━━ Supplied records
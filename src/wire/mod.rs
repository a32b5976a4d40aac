//! JSON-lines decision service.
//!
//! A thin TCP front for a [`LimiterRegistry`](crate::ratelimit::LimiterRegistry):
//! an HTTP layer asks for a decision per inbound request and translates a
//! rejection into its own 429 response.

mod server;
mod service;

pub mod protocol;

pub use protocol::{CheckRequest, CheckResponse};
pub use server::DecisionServer;
pub use service::DecisionService;
//! Named limiter instances.

use std::collections::{BTreeMap, HashMap};
use std::sync::Arc;

use chrono::{DateTime, Utc};
use tracing::info;

use super::limiter::{FixedWindowLimiter, LimiterConfig};
use super::presets;
use crate::config::LimiterSettings;
use crate::error::{FloodgateError, Result};

/// A set of independently configured limiters addressed by name.
///
/// Every limiter has its own key-space, so the same client key is counted
/// separately under each name.
#[derive(Default)]
pub struct LimiterRegistry {
    limiters: HashMap<String, Arc<FixedWindowLimiter>>,
}

impl LimiterRegistry {
    /// Create an empty registry.
    pub fn new() -> Self {
        Self::default()
    }

    /// A registry holding the `general` and `auth` limiters.
    pub fn with_defaults() -> Self {
        let mut registry = Self::new();
        registry.insert(presets::GENERAL, LimiterConfig::general());
        registry.insert(presets::AUTH, LimiterConfig::auth());
        registry
    }

    /// Build every configured limiter, failing on the first invalid one.
    pub fn from_settings(settings: &BTreeMap<String, LimiterSettings>) -> Result<Self> {
        let mut registry = Self::new();

        for (name, limiter) in settings {
            let config = limiter.to_limiter_config(name)?;
            registry.insert(name, config);
        }

        Ok(registry)
    }

    /// Register a limiter under `name`, replacing any previous one.
    pub fn insert(&mut self, name: &str, config: LimiterConfig) -> Arc<FixedWindowLimiter> {
        info!(
            limiter = name,
            window = ?config.window_size(),
            max_requests = config.max_requests(),
            "Registering limiter"
        );

        let limiter = Arc::new(FixedWindowLimiter::new(config));
        self.limiters.insert(name.to_string(), limiter.clone());
        limiter
    }

    /// Look up a limiter by name.
    pub fn get(&self, name: &str) -> Option<Arc<FixedWindowLimiter>> {
        self.limiters.get(name).cloned()
    }

    /// Look up a limiter by name, failing for unknown names.
    pub fn require(&self, name: &str) -> Result<Arc<FixedWindowLimiter>> {
        self.get(name)
            .ok_or_else(|| FloodgateError::UnknownLimiter(name.to_string()))
    }

    /// The `general` limiter, if registered.
    pub fn general(&self) -> Option<Arc<FixedWindowLimiter>> {
        self.get(presets::GENERAL)
    }

    /// The `auth` limiter, if registered.
    pub fn auth(&self) -> Option<Arc<FixedWindowLimiter>> {
        self.get(presets::AUTH)
    }

    /// Registered names, sorted.
    pub fn names(&self) -> Vec<&str> {
        let mut names: Vec<&str> = self.limiters.keys().map(String::as_str).collect();
        names.sort_unstable();
        names
    }

    /// Number of registered limiters.
    pub fn len(&self) -> usize {
        self.limiters.len()
    }

    /// Whether no limiter is registered.
    pub fn is_empty(&self) -> bool {
        self.limiters.is_empty()
    }

    /// Evict expired windows from every limiter. Returns the total removed.
    pub fn evict_expired(&self, now: DateTime<Utc>) -> usize {
        self.limiters
            .values()
            .map(|limiter| limiter.evict_expired(now))
            .sum()
    }

    /// Keys tracked across all limiters.
    pub fn tracked_keys(&self) -> usize {
        self.limiters.values().map(|l| l.tracked_keys()).sum()
    }
}
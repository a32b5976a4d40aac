//! Rate limiting logic and state management.

mod clock;
mod counter;
mod decision;
mod key;
mod limiter;
mod registry;
mod sweeper;

pub mod presets;

pub use clock::{Clock, ManualClock, SystemClock};
pub use counter::{Admission, WindowState};
pub use decision::Decision;
pub use key::{ClientKey, KeyExtractor, PeerAddrKey};
pub use limiter::{FixedWindowLimiter, LimiterConfig};
pub use registry::LimiterRegistry;
pub use sweeper::EvictionSweeper;
//! Decision service request handling.

use std::net::SocketAddr;
use std::sync::Arc;

use tracing::{debug, instrument, warn};

use super::protocol::{self, CheckResponse};
use crate::error::{FloodgateError, Result};
use crate::ratelimit::{ClientKey, Clock, KeyExtractor, LimiterRegistry, PeerAddrKey};

/// Answers check requests against a registry of limiters.
pub struct DecisionService {
    registry: Arc<LimiterRegistry>,
    clock: Arc<dyn Clock>,
}

impl DecisionService {
    /// Create a new DecisionService over `registry`, reading time from `clock`.
    pub fn new(registry: Arc<LimiterRegistry>, clock: Arc<dyn Clock>) -> Self {
        Self { registry, clock }
    }

    /// The registry this service checks against.
    pub fn registry(&self) -> &Arc<LimiterRegistry> {
        &self.registry
    }

    /// Handle one request line from `peer`.
    ///
    /// Never fails: problems with the request become an error response.
    #[instrument(skip(self, line))]
    pub fn handle_line(&self, peer: SocketAddr, line: &str) -> CheckResponse {
        match self.check(peer, line) {
            Ok(response) => response,
            Err(e) => {
                warn!(error = %e, "Rejecting decision request");
                CheckResponse::error(e.to_string())
            }
        }
    }

    fn check(&self, peer: SocketAddr, line: &str) -> Result<CheckResponse> {
        let request = protocol::decode_request(line)?;

        if request.limiter.is_empty() {
            return Err(FloodgateError::Protocol("limiter is required".to_string()));
        }

        let key = match request.key {
            Some(key) if key.is_empty() => {
                return Err(FloodgateError::Protocol(
                    "key must not be empty".to_string(),
                ));
            }
            Some(key) => ClientKey::from(key),
            None => PeerAddrKey.extract(&peer),
        };

        let limiter = self.registry.require(&request.limiter)?;
        let now = self.clock.now();
        let decision = limiter.check(&key, now);

        debug!(
            limiter = %request.limiter,
            key = %key,
            allowed = decision.allowed,
            remaining = decision.remaining,
            "Rate limit decision made"
        );

        Ok(CheckResponse::ok(decision, now))
    }
}

#[cfg(test)]
mod tests {
    use super::*;
    use crate::ratelimit::ManualClock;
    use chrono::{TimeZone, Utc};

    fn service() -> (DecisionService, Arc<ManualClock>) {
        let clock = Arc::new(ManualClock::new(
            Utc.timestamp_opt(1_700_000_000, 0).unwrap(),
        ));
        let registry = Arc::new(LimiterRegistry::with_defaults());
        (DecisionService::new(registry, clock.clone()), clock)
    }

    fn peer() -> SocketAddr {
        "192.0.2.33:41000".parse().unwrap()
    }

    fn error_of(response: CheckResponse) -> String {
        match response {
            CheckResponse::Error { error } => error,
            other => panic!("expected error response, got {:?}", other),
        }
    }

    #[test]
    fn test_valid_request_returns_ok() {
        let (service, _) = service();

        let response = service.handle_line(peer(), r#"{"limiter":"auth","key":"user:7"}"#);
        match response {
            CheckResponse::Ok { decision, headers } => {
                assert!(decision.allowed);
                assert_eq!(decision.limit, 100);
                assert_eq!(decision.remaining, 99);
                assert_eq!(headers[0], ("RateLimit-Limit".to_string(), "100".to_string()));
                assert_eq!(headers[2], ("RateLimit-Reset".to_string(), "300".to_string()));
            }
            other => panic!("expected ok response, got {:?}", other),
        }
    }

    #[test]
    fn test_missing_key_uses_peer_ip() {
        let (service, clock) = service();

        service.handle_line(peer(), r#"{"limiter":"general"}"#);

        let general = service.registry().general().unwrap();
        assert_eq!(
            general.current_count(&ClientKey::from("192.0.2.33"), clock.now()),
            1
        );
    }

    #[test]
    fn test_empty_limiter_rejected() {
        let (service, _) = service();
        let error = error_of(service.handle_line(peer(), r#"{"limiter":""}"#));
        assert!(error.contains("limiter is required"));
    }

    #[test]
    fn test_empty_key_rejected() {
        let (service, _) = service();
        let error = error_of(service.handle_line(peer(), r#"{"limiter":"auth","key":""}"#));
        assert!(error.contains("key must not be empty"));
    }

    #[test]
    fn test_unknown_limiter_rejected() {
        let (service, _) = service();
        let error = error_of(service.handle_line(peer(), r#"{"limiter":"uploads"}"#));
        assert_eq!(error, "Unknown limiter: uploads");
    }

    #[test]
    fn test_malformed_json_rejected() {
        let (service, _) = service();
        let error = error_of(service.handle_line(peer(), "{not json"));
        assert!(error.starts_with("Protocol error"));
    }

    #[test]
    fn test_rejection_carries_message_and_window_reset() {
        let (service, clock) = service();
        let line = r#"{"limiter":"auth","key":"203.0.113.9"}"#;

        for _ in 0..100 {
            service.handle_line(peer(), line);
        }

        clock.advance(chrono::Duration::seconds(60));
        match service.handle_line(peer(), line) {
            CheckResponse::Ok { decision, headers } => {
                assert!(!decision.allowed);
                assert_eq!(
                    decision.message.as_deref(),
                    Some("Too many login/signup attempts. Try again later.")
                );
                assert!(headers.contains(&("Retry-After".to_string(), "240".to_string())));
            }
            other => panic!("expected ok response, got {:?}", other),
        }

        clock.advance(chrono::Duration::seconds(240));
        match service.handle_line(peer(), line) {
            CheckResponse::Ok { decision, .. } => {
                assert!(decision.allowed);
                assert_eq!(decision.remaining, 99);
            }
            other => panic!("expected ok response, got {:?}", other),
        }
    }
}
━━━━
Where the word "presets" occurs in a line of the records, copy that line.

→ Task output
use super::presets;
        registry.insert(presets::GENERAL, LimiterConfig::general());
        registry.insert(presets::AUTH, LimiterConfig::auth());
        self.get(presets::GENERAL)
        self.get(presets::AUTH)
pub mod presets;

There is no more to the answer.